Paul Bernier à Polytechnique, année scolaire 1911-12 (1).

Paul passa l'année 1910-11 à l'armée. Extrait du "Détail des services et mutations diverses" de sa Fiche matriculaire : 

"Admis à l'Ecole Polytechnique le 5 octobre 1910. A contracté le même jour à la Mairie du Ve arrondissement de Paris un engagement spécial de 4 ans (art. 23 de la loi du 20 mars 1905) au titre du 16e Régiment d'Artillerie de Clermont-Ferrand. Dirigé sur son corps le 10 octobre 1910. Numéro matricule 2524. Brigadier le 15 février 1911. Maréchal des Logis le 25 août 1911. Envoyé en permission le 13 septembre 1911 en attendant son entrée à l'Ecole qui doit avoir lieu le 9 octobre 1911. Numéro matricule 627 et Aspirant le même jour."

Paul Bernier X1910

X, 10 octobre 1911.

Mes bien chers parents, m'y voici enfin, à l'X ! à la Grande Ecole ! Je touche tout de même à la complète réalité de ce qui pour vous et pour moi n'a si longtemps été qu'un rêve cru d'abord inaccessible, puis un espoir qui semblait fugitif et dont le sort semblait vouloir m'écarter après me l'avoir fait contempler du plus près qu'il soit possible ! Je suis bien récompensé maintenant de toutes ces peines et de mon travail, et je suis heureux de vous donner, mes bons parents, par ce résultat une satisfaction qui vous paye un peu pour toute la sollicitude et les sacrifices sue vous avez faits sans hésitation pour l'avenir de votre fiston. Si j'éprouve en ce moment le besoin de vous dire ma reconnaissance, ce n'est plus comme un enfant, c'est en homme qui comprend ce qu'il vous dit que de tout cœur je vous dis : merci !

Le moment toujours un peu douloureux de la séparation a été atténua pour moi cette fois-ci par le plaisir que j'ai eu à passer une excellente journée avec petit père qui a fait tout son possible pour me procurer d'agréables distractions. Je ne reviens pas sur ce récit que papa a dû vous faire en détail. Après l'avoir quitté, j'ai pris le métro, déjeuné et suis arrivé rue Descartes vers 7h40 ; j'ai trouvé foule et petit à petit rejoint tous les Clermontois. On a fait un appel à 8h ; il a plu toute la matinée et on s'est abrité comme on a pu dans la lampisterie, chez le concierge, chez le bottier…
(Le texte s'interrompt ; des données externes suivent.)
//! Hand-off queue between the reader and the runner in decoupled mode.
//!
//! Single producer, single consumer, FIFO. The reader must never block on
//! the handler. The queue is unbounded by default and its backlog is
//! monitored: each time it doubles past the high-water mark a warning reports
//! the length. An explicitly bounded queue drops and counts events when full.
//! Dropping the sender is the end-of-stream signal; dropping the receiver
//! tells the reader the runner is gone.

use std::sync::atomic::{AtomicU64, AtomicUsize, Ordering};
use std::sync::Arc;
use std::time::Duration;

use crossbeam_channel::{bounded, unbounded, Receiver, RecvTimeoutError, Sender, TrySendError};

use crate::event::Event;

/// Backlog length that triggers the first high-water warning.
pub const DEFAULT_HIGH_WATER_MARK: usize = 10_000;

/// Result of a push.
#[derive(Debug, Clone, Copy, PartialEq, Eq)]
pub enum Push {
    /// The event is queued.
    Queued,
    /// The queue was full; the event was discarded.
    Dropped,
    /// The runner is gone.
    Closed,
}

/// Result of a timed pop.
#[derive(Debug, Clone, PartialEq, Eq)]
pub enum Pop {
    #[allow(missing_docs)]
    Event(Event),
    /// Nothing arrived within the timeout.
    Empty,
    /// The reader closed the queue and everything queued has been consumed.
    Closed,
}

#[derive(Debug, Default)]
struct Counters {
    queued: AtomicU64,
    dropped: AtomicU64,
    peak: AtomicUsize,
}

/// Create a hand-off queue. `None` means unbounded.
#[must_use]
pub fn channel(capacity: Option<usize>) -> (HandoffSender, HandoffReceiver) {
    let (tx, rx) = match capacity {
        Some(capacity) => bounded(capacity.max(1)),
        None => unbounded(),
    };
    let counters = Arc::new(Counters::default());
    (
        HandoffSender {
            tx,
            capacity,
            next_warning: AtomicUsize::new(DEFAULT_HIGH_WATER_MARK),
            warnings: AtomicU64::new(0),
            counters: Arc::clone(&counters),
        },
        HandoffReceiver { rx, counters },
    )
}

/// Producing half, owned by the reader.
#[derive(Debug)]
pub struct HandoffSender {
    tx: Sender<Event>,
    capacity: Option<usize>,
    next_warning: AtomicUsize,
    warnings: AtomicU64,
    counters: Arc<Counters>,
}

impl HandoffSender {
    /// Warn first when the backlog reaches `mark` events, then at each doubling.
    #[must_use]
    pub fn with_high_water_mark(self, mark: usize) -> Self {
        self.next_warning.store(mark.max(1), Ordering::Relaxed);
        self
    }

    /// Enqueue without blocking.
    pub fn push(&self, event: Event) -> Push {
        match self.tx.try_send(event) {
            Ok(()) => {
                self.counters.queued.fetch_add(1, Ordering::Relaxed);
                self.track_backlog();
                Push::Queued
            }
            Err(TrySendError::Full(event)) => {
                let dropped = self.counters.dropped.fetch_add(1, Ordering::Relaxed) + 1;
                tracing::warn!(
                    capacity = ?self.capacity,
                    dropped,
                    origin_id = event.origin_id,
                    "hand-off queue full, dropping event"
                );
                Push::Dropped
            }
            Err(TrySendError::Disconnected(_)) => Push::Closed,
        }
    }

    fn track_backlog(&self) {
        let len = self.tx.len();
        self.counters.peak.fetch_max(len, Ordering::Relaxed);
        let threshold = self.next_warning.load(Ordering::Relaxed);
        if len >= threshold {
            self.next_warning.store(threshold.saturating_mul(2), Ordering::Relaxed);
            self.warnings.fetch_add(1, Ordering::Relaxed);
            tracing::warn!(
                len,
                capacity = ?self.capacity,
                "hand-off queue backlog above high-water mark, handler is falling behind"
            );
        }
    }

    /// High-water warnings logged so far.
    #[must_use]
    pub fn high_water_warnings(&self) -> u64 {
        self.warnings.load(Ordering::Relaxed)
    }

    /// Longest backlog seen.
    #[must_use]
    pub fn peak(&self) -> usize {
        self.counters.peak.load(Ordering::Relaxed)
    }

    /// Events currently waiting for the runner.
    #[must_use]
    pub fn len(&self) -> usize {
        self.tx.len()
    }

    #[allow(missing_docs)]
    #[must_use]
    pub fn is_empty(&self) -> bool {
        self.tx.is_empty()
    }

    /// Events discarded because the queue was full.
    #[must_use]
    pub fn dropped(&self) -> u64 {
        self.counters.dropped.load(Ordering::Relaxed)
    }

    /// Events successfully queued.
    #[must_use]
    pub fn queued(&self) -> u64 {
        self.counters.queued.load(Ordering::Relaxed)
    }
}

/// Consuming half, owned by the runner.
#[derive(Debug)]
pub struct HandoffReceiver {
    rx: Receiver<Event>,
    counters: Arc<Counters>,
}

impl HandoffReceiver {
    /// Block until an event is available. `None` once the reader has closed
    /// the queue and it is empty.
    pub fn pop(&self) -> Option<Event> {
        self.rx.recv().ok()
    }

    /// Block for at most `timeout`.
    pub fn pop_timeout(&self, timeout: Duration) -> Pop {
        match self.rx.recv_timeout(timeout) {
            Ok(event) => Pop::Event(event),
            Err(RecvTimeoutError::Timeout) => Pop::Empty,
            Err(RecvTimeoutError::Disconnected) => Pop::Closed,
        }
    }

    /// Events currently queued.
    #[must_use]
    pub fn len(&self) -> usize {
        self.rx.len()
    }

    #[allow(missing_docs)]
    #[must_use]
    pub fn is_empty(&self) -> bool {
        self.rx.is_empty()
    }

    /// Events discarded by the sender because the queue was full.
    #[must_use]
    pub fn dropped(&self) -> u64 {
        self.counters.dropped.load(Ordering::Relaxed)
    }
}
La promotion, qui constitue la 2e division de l'Ecole, est divisée en deux compagnies d'après un ordre quelconque à peu près homogène et en quatre sections (par rang de taille) pour les exercices physiques et le mili[1]. En entrant, chacun a reçu un petit papier portant les numéros affectés à chacun. Voici mes caractéristiques : numéro matricule 627, caser[i] 22, salle 50, table 31. J'ai pour crotale un type de Nancy entré 31e et je crois que je suis avec des types tranquilles ; nous ne sommes que 5 dans ma salle, 10 à table et en caser.

Toute la journée de lundi a été consacrée à l'habillage et ce n'est pas fini ! On ne touche pas tout à la fois mais on examine minutieusement si tout va et on essaye tout, même chaussettes et caleçons ! Pour moi, je me suis trouvé appelé dans les derniers numéros et… il ne restait plus de petites tailles : je n'ai pas encore de tenue d'intérieur et je suis en civil : on doit me faire ma tenue sur mesure. Sur mesure aussi, trois paires de chaussures sur quatre. Aujourd'hui on distribuait les tenues de sortie ; je me suis glissé des premiers et j'ai pu trouver mon affaire. C'est chic, l'unif ! ! J'ai trouvé un képi mais le claque sera également sur mesure !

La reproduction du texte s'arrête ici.